Antibiotic resistance in pathogenic bacteria has been presenting an increasing threat to human health during the last decade, and it is widely accepted that the antibiotic resistance development and spread in microbes can be largely attributed to the abuse and misuse of antibiotics.

The human gut is inhabited by a large bacterial population, and this microbiota has a profound influence on human physiology and nutrition. However, there has been increasing attention paid to the gut microbiota as a reservoir for antibiotic resistance genes, but little is known about their diversity and richness within the gut.

Recently, HU Yongfei, et al. from Prof. ZHU Baoli’s laboratory in Institute of Microbiology, Chinese Academy of Sciences, analyzed the antibiotic resistance genes of gut microbiota from 162 individuals of three different populations (Denmark, Spain, and China). A total of 1,093 antibiotic resistance genes were identified in this study.

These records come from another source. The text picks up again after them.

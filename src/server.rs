//! HTTP API of the gateway.
//!
//! Three ingest surfaces share one dispatch pipeline: simplified events
//! (`/ingest/v1/event`, strictly validated), raw alert batches
//! (`/ingest/v1/alerts`), and Alertmanager webhooks
//! (`/dispatch/v1/alertmanager`). The ingest endpoints acknowledge with 202
//! and dispatch in a detached task; the Alertmanager endpoint dispatches
//! inline and reports the delivery counters, matching what an Alertmanager
//! receiver expects.

use std::sync::Arc;

use axum::body::Bytes;
use axum::extract::State;
use axum::http::{header, HeaderMap, StatusCode};
use axum::response::{IntoResponse, Json, Response};
use axum::routing::{get, post};
use axum::Router;
use serde_json::{json, Value};
use tracing::info;

use crate::core::AlertStatus;
use crate::dispatch::{spawn_detached, AlertBatch, Dispatcher};
use crate::ingest;
use crate::internal_metrics::Metrics;
use crate::routing::RoutingTable;

/// Shared state behind every request handler.
pub struct GatewayState {
    pub routing: Arc<RoutingTable>,
    pub dispatcher: Arc<Dispatcher>,
    /// Token guarding the ingest endpoints.
    pub ingest_token: String,
    /// Token guarding the Alertmanager webhook endpoint.
    pub webhook_token: String,
    pub metrics: Metrics,
}

/// Builds the gateway router.
///
/// `POST /` is an alias of the event endpoint kept for producers that only
/// support a bare base URL.
pub fn router(state: Arc<GatewayState>) -> Router {
    Router::new()
        .route("/healthz", get(healthz))
        .route("/", post(ingest_event))
        .route("/ingest/v1/event", post(ingest_event))
        .route("/ingest/v1/alerts", post(ingest_alerts))
        .route("/dispatch/v1/alertmanager", post(dispatch_alertmanager))
        .with_state(state)
}

async fn healthz() -> Json<Value> {
    Json(json!({"ok": true, "service": "notify-gateway"}))
}

async fn ingest_event(
    State(state): State<Arc<GatewayState>>,
    headers: HeaderMap,
    body: Bytes,
) -> Response {
    if !authorized(&headers, &state.ingest_token) {
        return unauthorized();
    }
    let Ok(parsed) = serde_json::from_slice::<Value>(&body) else {
        return bad_request("body must be valid json");
    };
    let event = match ingest::validate_event(&parsed) {
        Ok(event) => event,
        Err(message) => return bad_request(&message),
    };

    let batch = AlertBatch {
        status: AlertStatus::normalize(event.get("status")),
        alerts: vec![ingest::alert_from_event(event, &state.routing)],
    };
    state.metrics.alerts_received_total.increment(1);
    spawn_detached(Arc::clone(&state.dispatcher), batch);

    (StatusCode::ACCEPTED, Json(json!({"accepted": 1}))).into_response()
}

async fn ingest_alerts(
    State(state): State<Arc<GatewayState>>,
    headers: HeaderMap,
    body: Bytes,
) -> Response {
    if !authorized(&headers, &state.ingest_token) {
        return unauthorized();
    }
    let Ok(parsed) = serde_json::from_slice::<Value>(&body) else {
        return bad_request("body must be valid json");
    };

    // A bare array is treated as a firing batch; an object carries its own
    // batch status alongside `alerts`.
    let (status, alerts) = match parsed {
        Value::Array(alerts) => (AlertStatus::Firing, alerts),
        Value::Object(mut object) => {
            let status = AlertStatus::normalize(object.get("status"));
            match object.remove("alerts") {
                Some(Value::Array(alerts)) => (status, alerts),
                _ => {
                    return bad_request("body must be an alerts array or an object with alerts[]")
                }
            }
        }
        _ => return bad_request("body must be an alerts array or an object with alerts[]"),
    };

    let accepted = alerts.len();
    state.metrics.alerts_received_total.increment(accepted as u64);
    spawn_detached(Arc::clone(&state.dispatcher), AlertBatch { status, alerts });

    (StatusCode::ACCEPTED, Json(json!({"accepted": accepted}))).into_response()
}

async fn dispatch_alertmanager(
    State(state): State<Arc<GatewayState>>,
    headers: HeaderMap,
    body: Bytes,
) -> Response {
    if !authorized(&headers, &state.webhook_token) {
        return unauthorized();
    }
    let Ok(parsed) = serde_json::from_slice::<Value>(&body) else {
        return bad_request("body must be valid json");
    };

    let Value::Object(mut object) = parsed else {
        return bad_request("invalid alertmanager payload");
    };
    let status = AlertStatus::normalize(object.get("status"));
    let alerts = match object.remove("alerts") {
        Some(Value::Array(alerts)) => alerts,
        _ => return bad_request("invalid alertmanager payload: alerts must be an array"),
    };

    state.metrics.alerts_received_total.increment(alerts.len() as u64);
    let counters = state.dispatcher.dispatch(&AlertBatch { status, alerts }).await;
    info!(
        sent = counters.sent,
        skipped = counters.skipped,
        failed = counters.failed,
        "alertmanager payload dispatched"
    );

    (
        StatusCode::OK,
        Json(json!({
            "ok": true,
            "sent": counters.sent,
            "skipped": counters.skipped,
            "failed": counters.failed,
        })),
    )
        .into_response()
}

/// Extracts the token from a `Bearer <token>` authorization header.
/// The scheme is case-insensitive and the token must be non-empty.
fn bearer_token(headers: &HeaderMap) -> Option<&str> {
    let value = headers.get(header::AUTHORIZATION)?.to_str().ok()?;
    let (scheme, token) = value.split_once(' ')?;
    if !scheme.eq_ignore_ascii_case("bearer") {
        return None;
    }
    let token = token.trim();
    (!token.is_empty()).then_some(token)
}

fn authorized(headers: &HeaderMap, expected: &str) -> bool {
    bearer_token(headers).is_some_and(|token| token == expected)
}

fn unauthorized() -> Response {
    (StatusCode::UNAUTHORIZED, Json(json!({"error": "unauthorized"}))).into_response()
}

fn bad_request(message: &str) -> Response {
    (StatusCode::BAD_REQUEST, Json(json!({"error": message}))).into_response()
}
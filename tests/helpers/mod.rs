#![allow(dead_code)]
//! Shared helpers for the integration tests.

pub mod app;

use std::time::Duration;

/// Polls `condition` every 10ms until it holds or `limit` elapses.
/// Returns the final evaluation, so callers can assert on it.
pub async fn wait_until<F: Fn() -> bool>(limit: Duration, condition: F) -> bool {
    let deadline = tokio::time::Instant::now() + limit;
    while tokio::time::Instant::now() < deadline {
        if condition() {
            return true;
        }
        tokio::time::sleep(Duration::from_millis(10)).await;
    }
    condition()
}
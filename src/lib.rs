//! notify-gateway - An alert and event notification gateway
//!
//! This library receives alert batches and simplified events, resolves each
//! alert to a set of delivery tags, suppresses repeats within a time window,
//! renders a message, and delivers it to the configured channels with
//! bounded retries.

pub mod app;
pub mod cli;
pub mod config;
pub mod core;
pub mod deduplication;
pub mod dispatch;
pub mod ingest;
pub mod internal_metrics;
pub mod message;
pub mod notification;
pub mod routing;
pub mod server;
pub mod task_manager;

// Re-export core types for convenience
pub use self::core::*;
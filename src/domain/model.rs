use serde::{Deserialize, Serialize};
use std::fmt;

use crate::utils::error::{Result, ScoutError};

/// Phone name used verbatim as search input and as the output row key.
#[derive(Debug, Clone, PartialEq, Eq, Hash, Serialize, Deserialize)]
#[serde(transparent)]
pub struct PhoneQuery(String);

impl PhoneQuery {
    pub fn new(raw: impl Into<String>) -> Result<Self> {
        let name = raw.into().trim().to_string();
        if name.is_empty() {
            return Err(ScoutError::ProcessingError {
                message: "phone name is empty".to_string(),
            });
        }
        Ok(Self(name))
    }

    pub fn as_str(&self) -> &str {
        &self.0
    }
}

impl fmt::Display for PhoneQuery {
    fn fmt(&self, f: &mut fmt::Formatter<'_>) -> fmt::Result {
        f.write_str(&self.0)
    }
}

/// One observed listing price: base amount plus shipping, if a shipping
/// line followed the listing on the page.
#[derive(Debug, Clone, Copy, PartialEq)]
pub struct PriceToken {
    pub base: f64,
    pub shipping: f64,
}

impl PriceToken {
    pub fn new(base: f64) -> Self {
        Self {
            base,
            shipping: 0.0,
        }
    }

    pub fn total(&self) -> f64 {
        self.base + self.shipping
    }
}

#[derive(Debug, Clone, Copy, PartialEq, Eq)]
pub enum LookupStatus {
    Priced,
    NoPrice,
    FetchFailed,
}

impl LookupStatus {
    pub fn as_str(&self) -> &'static str {
        match self {
            LookupStatus::Priced => "ok",
            LookupStatus::NoPrice => "no_price",
            LookupStatus::FetchFailed => "fetch_failed",
        }
    }
}

/// Min/max of the observed prices for one phone. Both bounds are absent
/// when the page had no extractable price or the fetch failed.
#[derive(Debug, Clone, PartialEq)]
pub struct PriceRange {
    pub phone: PhoneQuery,
    pub min: Option<f64>,
    pub max: Option<f64>,
    pub status: LookupStatus,
}

impl PriceRange {
    /// Folds observed price totals into a range. `min` present implies
    /// `max` present and `max >= min`.
    pub fn from_totals(phone: PhoneQuery, totals: &[f64]) -> Self {
        if totals.is_empty() {
            return Self {
                phone,
                min: None,
                max: None,
                status: LookupStatus::NoPrice,
            };
        }
        let min = totals.iter().copied().fold(f64::INFINITY, f64::min);
        let max = totals.iter().copied().fold(f64::NEG_INFINITY, f64::max);
        Self {
            phone,
            min: Some(min),
            max: Some(max),
            status: LookupStatus::Priced,
        }
    }

    pub fn fetch_failed(phone: PhoneQuery) -> Self {
        Self {
            phone,
            min: None,
            max: None,
            status: LookupStatus::FetchFailed,
        }
    }
}

impl fmt::Display for PriceRange {
    fn fmt(&self, f: &mut fmt::Formatter<'_>) -> fmt::Result {
        match (self.min, self.max) {
            (Some(min), Some(max)) => write!(f, "{} {:.2} – {:.2}", self.phone, min, max),
            _ => write!(f, "{} ({})", self.phone, self.status.as_str()),
        }
    }
}

/// Per-query fetch outcome, handed from extract to transform.
#[derive(Debug, Clone)]
pub enum FetchOutcome {
    Page(String),
    Failed(String),
}

#[derive(Debug, Clone)]
pub struct PageCapture {
    pub query: PhoneQuery,
    pub outcome: FetchOutcome,
}

/// Ordered price ranges, one per input query, in input order.
#[derive(Debug, Clone, Default)]
pub struct ResultSet {
    pub ranges: Vec<PriceRange>,
}

impl ResultSet {
    pub fn len(&self) -> usize {
        self.ranges.len()
    }

    pub fn is_empty(&self) -> bool {
        self.ranges.is_empty()
    }
}

#[cfg(test)]
mod tests {
    use super::*;

    #[test]
    fn test_phone_query_rejects_empty_names() {
        assert!(PhoneQuery::new("").is_err());
        assert!(PhoneQuery::new("   ").is_err());
        assert_eq!(PhoneQuery::new("  Pixel 4 ").unwrap().as_str(), "Pixel 4");
    }

    #[test]
    fn test_range_from_totals_orders_bounds() {
        let phone = PhoneQuery::new("PhoneA").unwrap();
        let range = PriceRange::from_totals(phone, &[249.99, 199.0, 199.0]);

        assert_eq!(range.status, LookupStatus::Priced);
        assert_eq!(range.min, Some(199.0));
        assert_eq!(range.max, Some(249.99));
        assert!(range.max.unwrap() >= range.min.unwrap());
    }

    #[test]
    fn test_range_from_single_total_collapses() {
        let phone = PhoneQuery::new("PhoneD").unwrap();
        let range = PriceRange::from_totals(phone, &[50.0]);

        assert_eq!(range.min, Some(50.0));
        assert_eq!(range.max, Some(50.0));
    }

    #[test]
    fn test_range_from_no_totals_is_absent() {
        let phone = PhoneQuery::new("PhoneB").unwrap();
        let range = PriceRange::from_totals(phone, &[]);

        assert_eq!(range.status, LookupStatus::NoPrice);
        assert_eq!(range.min, None);
        assert_eq!(range.max, None);
    }

    #[test]
    fn test_token_total_includes_shipping() {
        let mut token = PriceToken::new(199.0);
        token.shipping = 5.99;
        assert!((token.total() - 204.99).abs() < f64::EPSILON);
    }
}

The authors find that Chinese individuals harbor the highest number and abundance of antibiotic resistance genes, followed by Danish and Spanish individuals. Single-nucleotide polymorphism-based analysis indicates that antibiotic resistance genes from the two European populations are more closely related while the Chinese ones are clustered separately. High abundance of tetracycline resistance genes in human gut is obviously observed, and is then confirmed by screening of fosmid library constructed from 3 Chinese healthy volunteer’s fecal samples.

In China, the overuse of antibiotics and antibiotic resistance are severe. Approximately 75% of patients with seasonal influenza are estimated to be prescribed antibiotics. In addition, China exhibits the most rapid growth rate of drug resistance compared with Kuwait and the United States.

These factors may partly explain why Chinese people harbor the highest number of resistance genes in their gut, though we do not know exactly how these resistance genes were acquired and transmitted. On the other hand, the relation between antibiotic resistance genes and the usage of antibiotics is very complex. The contribution to the enrichment of antibiotic resistance genes may not be only by the antibiotic abuse.

It is noteworthy that the batch effect of sampling could be factors that may influence the outcome of studies on entire populations owing to the sequencing capability and affordability. Therefore, large-scale study is needed to have a better understanding of antibiotic resistance genes in human gut microbiota. These would help to determine whether antibiotic resistance genes carried by human gut commensals pose a risk, for example, of horizontal transfer to potentially pathogenic microbes.

This work has been published in Nature Communications.